In this case the Interstate Commerce Commission ordered an equalization between all five points. It is to be hoped that this special case may be a point of departure for a general reform in the immediate future of the entire iniquitous scheme of local favoritism which has too long been allowed to exist.

The entire artificiality and even at times iniquity of the basing point system is admitted in the following brief for the railways in the Alabama Midland case before the Supreme Court of the United States. "There may be," it is conceded, "a few mere 'railroad junctions' in the South, which, owing to the ignorance or corruption of certain railroad officials, have been arbitrarily 'called' competitive points and which 'receive' certain arbitrary 'concessions' in rates to which they are not justly entitled. There may be also a few strictly local stations in the South, which are not even 'railroad junctions,' where arbitrary and unfair 'concessions' in rates have been made by certain corrupt railroad officials, to enhance the value of property owned at such stations by said officials, or by their relatives or friends ... [but they are] the offspring of ignorance or corruption and should not be recognized by the courts." This artificiality is also proven by the difference of practice which exists on the various southern roads.[457] The worst offender and most defiant opponent of the government from the inception of Federal regulation, has been the Louisville & Nashville Railroad. The Southern Railway introduced the long and short haul principle in the main on its through line to Atlanta long ago. On the Atlantic Coast Line few violations of the distance principle exist, and the condition is improving. No basing points whatever exist in South Carolina; and the state railroad commissions in general are working for betterment. Neither the Chesapeake & Ohio nor the Norfolk & Western, operating alike in sparsely settled regions, find it necessary to violate the distance principle. One of the curses of the scheme, however, is that irregularity of one carrier may compel its neighbors to adopt a policy which they recognize as unjust. Only by compulsion applied to all alike can a just solution be had.

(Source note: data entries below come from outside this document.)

//! Connection Handler Module
//!
//! This module runs one client connection. Each connection is owned by its
//! own task, which loops reading bytes, decoding commands, executing them
//! and writing replies.
//!
//! ## Connection Lifecycle
//!
//! ```text
//! Reading ──► Decoding ──► Dispatching ──► Replying
//!    ▲            │                            │
//!    │  incomplete│                            │
//!    └────────────┴────────────────────────────┘
//!
//! Closed on: EOF, I/O error, QUIT, or the server's shutdown signal
//! ```
//!
//! ## Buffer Management
//!
//! Incoming data accumulates in a `BytesMut`. TCP is a stream, so one read
//! may hold half a command or several pipelined ones; the decoder only
//! hands out complete frames and leaves the rest buffered.

use crate::commands::{is_quit, CommandHandler};
use crate::config::DEFAULT_MAX_BUFFER_SIZE;
use crate::protocol::{CommandDecoder, RespValue};
use bytes::BytesMut;
use std::net::SocketAddr;
use std::sync::atomic::{AtomicU64, Ordering};
use std::sync::Arc;
use tokio::io::{AsyncRead, AsyncReadExt, AsyncWrite, AsyncWriteExt, BufWriter};
use tokio::sync::watch;
use tracing::{debug, error, info, trace, warn};

/// Initial buffer capacity
const INITIAL_BUFFER_SIZE: usize = 4096;

/// Statistics for connection handling
#[derive(Debug, Default)]
pub struct ConnectionStats {
    /// Total number of connections accepted
    pub connections_accepted: AtomicU64,
    /// Currently active connections
    pub active_connections: AtomicU64,
    /// Total commands processed
    pub commands_processed: AtomicU64,
    /// Total bytes read
    pub bytes_read: AtomicU64,
    /// Total bytes written
    pub bytes_written: AtomicU64,
}

impl ConnectionStats {
    pub fn new() -> Self {
        Self::default()
    }

    pub fn connection_opened(&self) {
        self.connections_accepted.fetch_add(1, Ordering::Relaxed);
        self.active_connections.fetch_add(1, Ordering::Relaxed);
    }

    pub fn connection_closed(&self) {
        self.active_connections.fetch_sub(1, Ordering::Relaxed);
    }

    pub fn command_processed(&self) {
        self.commands_processed.fetch_add(1, Ordering::Relaxed);
    }

    pub fn bytes_read(&self, count: usize) {
        self.bytes_read.fetch_add(count as u64, Ordering::Relaxed);
    }

    pub fn bytes_written(&self, count: usize) {
        self.bytes_written
            .fetch_add(count as u64, Ordering::Relaxed);
    }
}

/// Counts a connection as active until dropped, including when its task
/// is aborted.
struct ActiveConnection(Arc<ConnectionStats>);

impl ActiveConnection {
    fn open(stats: Arc<ConnectionStats>) -> Self {
        stats.connection_opened();
        Self(stats)
    }
}

impl Drop for ActiveConnection {
    fn drop(&mut self) {
        self.0.connection_closed();
    }
}

/// Errors that end a connection.
#[derive(Debug, thiserror::Error)]
pub enum ConnectionError {
    /// I/O error (network issue)
    #[error("I/O error: {0}")]
    IoError(#[from] std::io::Error),

    /// Client disconnected normally
    #[error("Client disconnected")]
    ClientDisconnected,

    /// Unexpected end of stream (partial command)
    #[error("Unexpected end of stream")]
    UnexpectedEof,

    /// Buffer size limit exceeded
    #[error("Buffer size limit exceeded")]
    BufferFull,
}

/// Handles a single client connection.
///
/// Generic over the stream so anything readable and writable can be served;
/// the server uses `TcpStream`.
pub struct ConnectionHandler<S> {
    /// The client stream, with buffered writes
    stream: BufWriter<S>,

    /// Client's address (for logging)
    addr: SocketAddr,

    /// Bytes read but not yet decoded
    buffer: BytesMut,

    /// Incremental command decoder
    decoder: CommandDecoder,

    /// The command handler (shared state behind it)
    command_handler: CommandHandler,

    /// Connection statistics (shared)
    stats: Arc<ConnectionStats>,

    /// Flips to `true` when the server is stopping
    shutdown: watch::Receiver<bool>,

    /// Limit on `buffer` before the connection is dropped
    max_buffer_size: usize,

    _active: ActiveConnection,
}

impl<S> ConnectionHandler<S>
where
    S: AsyncRead + AsyncWrite + Unpin,
{
    /// Creates a new connection handler.
    ///
    /// # Arguments
    ///
    /// * `stream` - The client stream
    /// * `addr` - The client's socket address
    /// * `command_handler` - The command handler for executing commands
    /// * `stats` - Shared connection statistics
    /// * `shutdown` - Receiver for the server's shutdown signal
    pub fn new(
        stream: S,
        addr: SocketAddr,
        command_handler: CommandHandler,
        stats: Arc<ConnectionStats>,
        shutdown: watch::Receiver<bool>,
    ) -> Self {
        let active = ActiveConnection::open(Arc::clone(&stats));

        Self {
            stream: BufWriter::new(stream),
            addr,
            buffer: BytesMut::with_capacity(INITIAL_BUFFER_SIZE),
            decoder: CommandDecoder::new(),
            command_handler,
            stats,
            shutdown,
            max_buffer_size: DEFAULT_MAX_BUFFER_SIZE,
            _active: active,
        }
    }

    pub fn with_max_buffer_size(mut self, size: usize) -> Self {
        self.max_buffer_size = size;
        self
    }

    /// Runs the connection until the client leaves, an error occurs, or the
    /// server shuts down.
    pub async fn run(mut self) -> Result<(), ConnectionError> {
        info!(client = %self.addr, "Client connected");

        let result = self.main_loop().await;

        match &result {
            Ok(()) => info!(client = %self.addr, "Client disconnected gracefully"),
            Err(e) => match e {
                ConnectionError::ClientDisconnected => {
                    debug!(client = %self.addr, "Client disconnected")
                }
                ConnectionError::IoError(io_err)
                    if io_err.kind() == std::io::ErrorKind::ConnectionReset =>
                {
                    debug!(client = %self.addr, "Connection reset by client")
                }
                _ => warn!(client = %self.addr, error = %e, "Connection error"),
            },
        }

        result
    }

    /// The main read-execute-respond loop.
    async fn main_loop(&mut self) -> Result<(), ConnectionError> {
        loop {
            if *self.shutdown.borrow() {
                return Ok(());
            }

            while let Some(args) = self.decoder.decode(&mut self.buffer) {
                let quit = args.first().is_some_and(|name| is_quit(name));

                let response = self.command_handler.execute(args).await;
                self.stats.command_processed();
                self.send_response(&response).await?;

                if quit || *self.shutdown.borrow() {
                    return Ok(());
                }
            }

            tokio::select! {
                result = read_more_data(&mut self.stream, &mut self.buffer, self.max_buffer_size) => {
                    let n = result?;
                    self.stats.bytes_read(n);
                    trace!(client = %self.addr, bytes = n, "Read data");
                }
                _ = self.shutdown.changed() => {
                    debug!(client = %self.addr, "Shutdown signal received");
                    return Ok(());
                }
            }
        }
    }

    /// Sends a response to the client.
    async fn send_response(&mut self, response: &RespValue) -> Result<(), ConnectionError> {
        let bytes = response.serialize();
        self.stream.write_all(&bytes).await?;
        self.stream.flush().await?;
        self.stats.bytes_written(bytes.len());
        trace!(
            client = %self.addr,
            bytes = bytes.len(),
            "Sent response"
        );
        Ok(())
    }
}

/// Reads more data from the stream into the buffer.
async fn read_more_data<S>(
    stream: &mut BufWriter<S>,
    buffer: &mut BytesMut,
    max_buffer_size: usize,
) -> Result<usize, ConnectionError>
where
    S: AsyncRead + AsyncWrite + Unpin,
{
    if buffer.len() >= max_buffer_size {
        error!(size = buffer.len(), "Buffer size limit exceeded");
        return Err(ConnectionError::BufferFull);
    }

    if buffer.capacity() - buffer.len() < 1024 {
        buffer.reserve(INITIAL_BUFFER_SIZE);
    }

    let n = stream.get_mut().read_buf(buffer).await?;

    if n == 0 {
        return if buffer.is_empty() {
            Err(ConnectionError::ClientDisconnected)
        } else {
            Err(ConnectionError::UnexpectedEof)
        };
    }

    Ok(n)
}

A determined effort was made in 1880 by the carriers themselves to apply the trunk line rate system, based upon the distance principle, to the southern states.[458] A thoroughgoing scientific readjustment was proposed. The situation is significantly described in the following extract from this report:

"Your committee entered upon the performance of their duty entertaining the sentiment that experience and observation have rendered generally potent among those in charge of the revenue interest of transportation lines, namely, the necessity for more intelligent and defensible methods of making competitive freight rates than the following of figures, descending to us from tariffs named on arbitrary bases or conditions now obsolete, or by the assumption of differences between centres of trade now changed or junction points now no longer such, or other methods for which there are no reasons capable of satisfactory explanation."

Representatives of most of the important lines subscribed to this plan; but it fell through at the last because of the opposition of others, selfishly viewing their own particular interests rather than the general welfare of all. It is clear that while minor improvements may be introduced, no widespread reform can be effected without the interposition of Federal authority. It is to be hoped that this exercise of authority under the larger powers now conferred by Congress since 1906 may not long be withheld.

A third and essentially different problem respecting southern rates concerns the discrimination against western cities in favor of those along the Atlantic seaboard. This has been for years before the Interstate Commerce Commission in the Cincinnati and Chicago Freight Bureau cases.[459] The amount of this discrimination appears in the fact that at the time of the original complaint, the rate from Cincinnati to Atlanta was ninety-four per cent. of the rate from New York to the same point; although the distance from Cincinnati was scarcely more than half of that from New York. It appears as if this difference were largely the result of keen water competition by coastwise steamers,—a competition which affects rates for a considerable distance inland all along the coast as far as New Orleans. Where such water competition is absent, there seems to be a general arrangement as between East and West which is standardized by distance. Atlanta gives the keynote; and all rates from outside southern territory change with its fluctuations. The disability against western cities may be expressed, therefore, in another way, by the fact that New York, although so much farther north than Baltimore,—supposed theoretically to be kept on a par with Louisville as to rates,—reaches Atlanta on lower charges than are made to Cincinnati.

Fortunately an attempt at improvement of the southern rate system will be greatly aided by the wonderful industrial revival which has been under way during the last decade. The growth of population, and especially the development of manufactures, may render it possible for the carriers to endure the hardship which any traffic readjustment always entails. The growth of manufactures, measuring in a way the degree to which the South is learning to supply its own needs, appears in the fact that in 1907 it converted one-fifth of its cotton production into cloth, and reduced from its own ores one-half of its consumption of pig iron in its own local factories. Furniture shipments to the South were once large. At the present time High Point, North Carolina, is second only to Grand Rapids in this line of manufacture. Every new mill and mercantile establishment which springs up, is bound to help to a degree in the transition from a mediaeval scheme of rate making to a more defensible system.